Small variations to our habits can matter a great ton. James refused the world where his habits were to take hold and dictate his behaviors. He hated the “guarantee” of a simple, habitual life. Risk-taking was when he felt more alive, to solve his previous dilemma. “Be not afraid of life, for it is only in risking ourselves that we find out who we can become.”
I am terrified of failure. I think that this is something a lot of people fear, even though, let’s be honest, it really isn’t that serious of a thing. I will even go out of my way to not do something to avoid the mere possibility of failure, which ironically often ends in failure later down the road. James lived with the mindset that failure or success, our ownership of the event was all that mattered. As long as it was our failure, there was nothing truly failed. Everything is an experience to learn and grow. Hopefully one day we can all adopt this mentality.
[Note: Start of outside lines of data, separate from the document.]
use ml_core::{MlError, Params, Pytree, Result, StatefulMetric, Tensor, TensorMap};
use ml_strategies::Strategy;

/// A value that can be threaded through a managed step.
///
/// Every capability is optional. A state that does not report a strategy runs on the
/// dispatcher's default one; a state without metric fields rejects stateful metric
/// logs.
pub trait StepState: Pytree + Clone + Send + Sync + 'static {
    /// The strategy the state currently lives on.
    fn strategy(&self) -> Option<&Strategy<Self>> {
        None
    }

    /// The metric accumulator stored in field `name`.
    fn metric(&self, _name: &str) -> Option<&StatefulMetric> {
        None
    }

    /// Returns a copy of the state with field `name` replaced by `metric`.
    ///
    /// # Errors
    /// Returns `MlError::MissingField` if the state has no such field.
    fn with_metric(&self, name: &str, _metric: StatefulMetric) -> Result<Self> {
        Err(MlError::MissingField {
            field: name.to_string(),
        })
    }
}

/// A state that carries trainable parameters and an optimizer.
pub trait TrainState: StepState {
    fn params(&self) -> &Params;

    fn with_params(&self, params: Params) -> Self;

    /// Runs one optimizer update with `grads`.
    fn apply_gradients(&self, grads: &Params) -> Result<Self>;

    /// Batch-normalization style statistics, if the state keeps any.
    fn batch_stats(&self) -> Option<&TensorMap> {
        None
    }

    fn with_batch_stats(&self, _stats: TensorMap) -> Self {
        self.clone()
    }
}

impl StepState for Tensor {}

impl StepState for TensorMap {}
Still, it would not be William James if, after all of this monumental work, he was not still lost and feeling stagnant. This led him to study emotions. How we feel is incredibly personal to us. You can say how you feel, but you can’t help another person feel it. And even in translating our emotions, we can fail to accurately describe the weight of them. Nobody but yourself can know how you feel. This can make us feel lonely since you can feel like you never entirely understand someone else. James’ view on emotions differed from the “ghost in the machine” view where they were all in our head. He believed that they were in our actions. You aren’t sulking because of the fact that you are depressed, instead you are depressed because you are sulking. Just as he established with habit, we have the power to take control of our emotions and change our view. This theory is known as the James-Lange theory. Kaag notes how clenching his teeth is a quick way to make his anger worse. I know that I can relate to this theory of biofeedback in a similar way. When I was 13, I was bullied and made incredibly insecure. I had a hard time looking at myself in the mirror and feeling anything but sorrow. So, upon reading an article about the benefits, I began to smile. Every time I was faced with my reflection, I would smile. Over time, I noticed that the sight of my face was no longer making me sad. I also noticed that I was becoming a lot more confident. And, to come back to habits, this is something I still do to this day.
To conclude, here is a quote from the book:
“We can form habits that deliver us, almost without us realizing it, to narcissism and self-destruction. And we can form habits that teach us to to risk ourselves, to fall, and then to use our dorsal muscles to stand straight once again. The choice of which habits to actively cultivate and which emotions to feed may not be entirely up to us, but it is also not wholly beyond our control” (Kaag, 92).
Discussion Questions:
Do you believe that you are what you do, or that you do what you are?
How many of your habits came from someone you looked up to?
Do you like the habits that you live by?
Do you feel in control of your emotions, or do they control you?
I like the rock comic, implying a view some philosophers have actually supported: that consciousness pervades all of material reality, right down to atoms. But I still think Paul Simon had it right when he sang that a rock feels no pain. The capacity to suffer is not uniquely human but it surely is uniquely organic.
ReplyDeleteThe concluding quote hits the nail on the head... but it's not from a novel.
Good post. (But I'll stick to my stretching routine, yoga wasn't for me.)